* **WHAT IS NEEDED**
Go through the material and copy each line in which the word "disabled" shows up.

—————

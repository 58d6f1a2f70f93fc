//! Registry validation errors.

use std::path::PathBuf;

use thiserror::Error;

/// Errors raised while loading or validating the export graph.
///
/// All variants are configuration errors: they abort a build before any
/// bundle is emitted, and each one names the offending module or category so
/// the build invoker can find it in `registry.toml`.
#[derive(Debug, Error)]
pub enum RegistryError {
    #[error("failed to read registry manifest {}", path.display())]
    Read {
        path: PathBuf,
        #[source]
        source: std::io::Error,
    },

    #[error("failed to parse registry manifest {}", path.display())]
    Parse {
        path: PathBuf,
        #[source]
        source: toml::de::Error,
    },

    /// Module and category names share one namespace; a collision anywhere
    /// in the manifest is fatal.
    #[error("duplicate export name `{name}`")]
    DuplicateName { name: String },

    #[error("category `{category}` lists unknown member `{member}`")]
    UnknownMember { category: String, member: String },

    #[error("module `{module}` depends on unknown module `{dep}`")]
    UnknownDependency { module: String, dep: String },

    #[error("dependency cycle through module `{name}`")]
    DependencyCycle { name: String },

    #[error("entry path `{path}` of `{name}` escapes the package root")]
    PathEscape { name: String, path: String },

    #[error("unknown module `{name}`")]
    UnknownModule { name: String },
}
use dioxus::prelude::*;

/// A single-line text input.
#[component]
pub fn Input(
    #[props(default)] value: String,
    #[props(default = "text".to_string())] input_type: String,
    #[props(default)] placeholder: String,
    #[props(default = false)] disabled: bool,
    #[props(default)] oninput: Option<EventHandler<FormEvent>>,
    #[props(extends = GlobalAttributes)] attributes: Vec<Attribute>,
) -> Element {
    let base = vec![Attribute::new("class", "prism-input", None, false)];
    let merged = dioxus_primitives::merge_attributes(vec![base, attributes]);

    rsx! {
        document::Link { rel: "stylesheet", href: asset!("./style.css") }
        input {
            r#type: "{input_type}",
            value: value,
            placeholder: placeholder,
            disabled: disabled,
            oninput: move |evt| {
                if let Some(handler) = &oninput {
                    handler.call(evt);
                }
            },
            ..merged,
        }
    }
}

—————

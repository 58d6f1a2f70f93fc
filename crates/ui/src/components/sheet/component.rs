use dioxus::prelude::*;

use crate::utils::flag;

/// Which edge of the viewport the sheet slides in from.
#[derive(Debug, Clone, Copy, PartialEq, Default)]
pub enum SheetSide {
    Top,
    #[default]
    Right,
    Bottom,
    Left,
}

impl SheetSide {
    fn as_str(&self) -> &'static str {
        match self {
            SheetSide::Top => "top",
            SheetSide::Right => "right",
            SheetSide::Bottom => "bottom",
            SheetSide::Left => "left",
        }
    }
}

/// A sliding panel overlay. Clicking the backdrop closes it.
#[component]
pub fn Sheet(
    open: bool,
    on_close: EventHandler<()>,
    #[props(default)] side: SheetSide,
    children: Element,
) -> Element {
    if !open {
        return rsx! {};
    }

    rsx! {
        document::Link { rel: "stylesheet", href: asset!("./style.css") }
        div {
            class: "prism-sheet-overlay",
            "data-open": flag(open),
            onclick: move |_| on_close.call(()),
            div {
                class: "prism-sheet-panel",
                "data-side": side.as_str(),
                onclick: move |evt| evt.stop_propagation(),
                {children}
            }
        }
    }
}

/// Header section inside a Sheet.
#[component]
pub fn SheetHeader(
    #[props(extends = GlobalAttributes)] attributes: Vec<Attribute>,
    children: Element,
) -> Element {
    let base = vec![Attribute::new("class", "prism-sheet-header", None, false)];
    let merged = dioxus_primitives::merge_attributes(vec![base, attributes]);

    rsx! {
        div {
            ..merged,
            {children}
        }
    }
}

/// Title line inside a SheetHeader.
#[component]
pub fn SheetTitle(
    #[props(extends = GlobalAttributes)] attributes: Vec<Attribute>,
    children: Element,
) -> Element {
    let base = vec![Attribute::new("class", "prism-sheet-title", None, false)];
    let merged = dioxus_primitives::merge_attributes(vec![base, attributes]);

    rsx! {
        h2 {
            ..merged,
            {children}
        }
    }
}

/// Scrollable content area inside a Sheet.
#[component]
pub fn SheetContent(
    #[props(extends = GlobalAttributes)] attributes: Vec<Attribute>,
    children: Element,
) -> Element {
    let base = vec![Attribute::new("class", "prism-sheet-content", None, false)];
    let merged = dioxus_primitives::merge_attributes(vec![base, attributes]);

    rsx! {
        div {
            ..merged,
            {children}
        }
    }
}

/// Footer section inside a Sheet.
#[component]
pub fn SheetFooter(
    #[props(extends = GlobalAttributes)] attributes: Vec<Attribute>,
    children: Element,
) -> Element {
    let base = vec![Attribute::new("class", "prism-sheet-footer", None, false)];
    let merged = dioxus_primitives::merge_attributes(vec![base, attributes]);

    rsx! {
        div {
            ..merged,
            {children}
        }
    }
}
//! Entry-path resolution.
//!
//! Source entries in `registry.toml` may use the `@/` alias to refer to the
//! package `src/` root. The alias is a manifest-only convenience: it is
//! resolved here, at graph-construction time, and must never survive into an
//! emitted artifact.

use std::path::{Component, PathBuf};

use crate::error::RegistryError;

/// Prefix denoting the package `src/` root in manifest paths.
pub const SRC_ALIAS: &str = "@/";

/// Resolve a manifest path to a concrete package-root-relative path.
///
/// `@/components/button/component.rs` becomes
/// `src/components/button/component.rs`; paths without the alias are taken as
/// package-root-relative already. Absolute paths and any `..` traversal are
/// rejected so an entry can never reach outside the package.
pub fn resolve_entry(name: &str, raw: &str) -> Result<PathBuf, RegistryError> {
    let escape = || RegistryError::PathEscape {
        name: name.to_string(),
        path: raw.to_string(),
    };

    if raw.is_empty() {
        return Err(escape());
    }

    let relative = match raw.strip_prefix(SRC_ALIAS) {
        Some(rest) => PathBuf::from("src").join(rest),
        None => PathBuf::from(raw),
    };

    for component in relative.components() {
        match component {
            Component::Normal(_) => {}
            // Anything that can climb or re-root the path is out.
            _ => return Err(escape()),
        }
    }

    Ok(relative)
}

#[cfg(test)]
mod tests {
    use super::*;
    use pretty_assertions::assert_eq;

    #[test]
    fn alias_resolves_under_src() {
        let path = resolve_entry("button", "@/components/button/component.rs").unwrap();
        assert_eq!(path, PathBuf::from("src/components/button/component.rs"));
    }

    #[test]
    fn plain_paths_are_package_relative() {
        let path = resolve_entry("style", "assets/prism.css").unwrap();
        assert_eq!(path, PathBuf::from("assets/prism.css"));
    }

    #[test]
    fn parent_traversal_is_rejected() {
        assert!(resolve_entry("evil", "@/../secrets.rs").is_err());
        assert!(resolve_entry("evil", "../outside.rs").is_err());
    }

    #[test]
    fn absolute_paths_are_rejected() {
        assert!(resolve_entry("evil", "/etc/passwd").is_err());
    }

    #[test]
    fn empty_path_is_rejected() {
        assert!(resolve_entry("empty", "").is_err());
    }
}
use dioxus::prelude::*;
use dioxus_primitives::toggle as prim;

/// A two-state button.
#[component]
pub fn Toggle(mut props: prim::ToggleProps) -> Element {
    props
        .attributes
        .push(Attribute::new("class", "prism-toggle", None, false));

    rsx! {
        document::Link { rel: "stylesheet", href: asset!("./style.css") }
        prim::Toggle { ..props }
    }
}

—————

* **TASK RESULT**
    #[props(default = false)] disabled: bool,
            disabled: disabled,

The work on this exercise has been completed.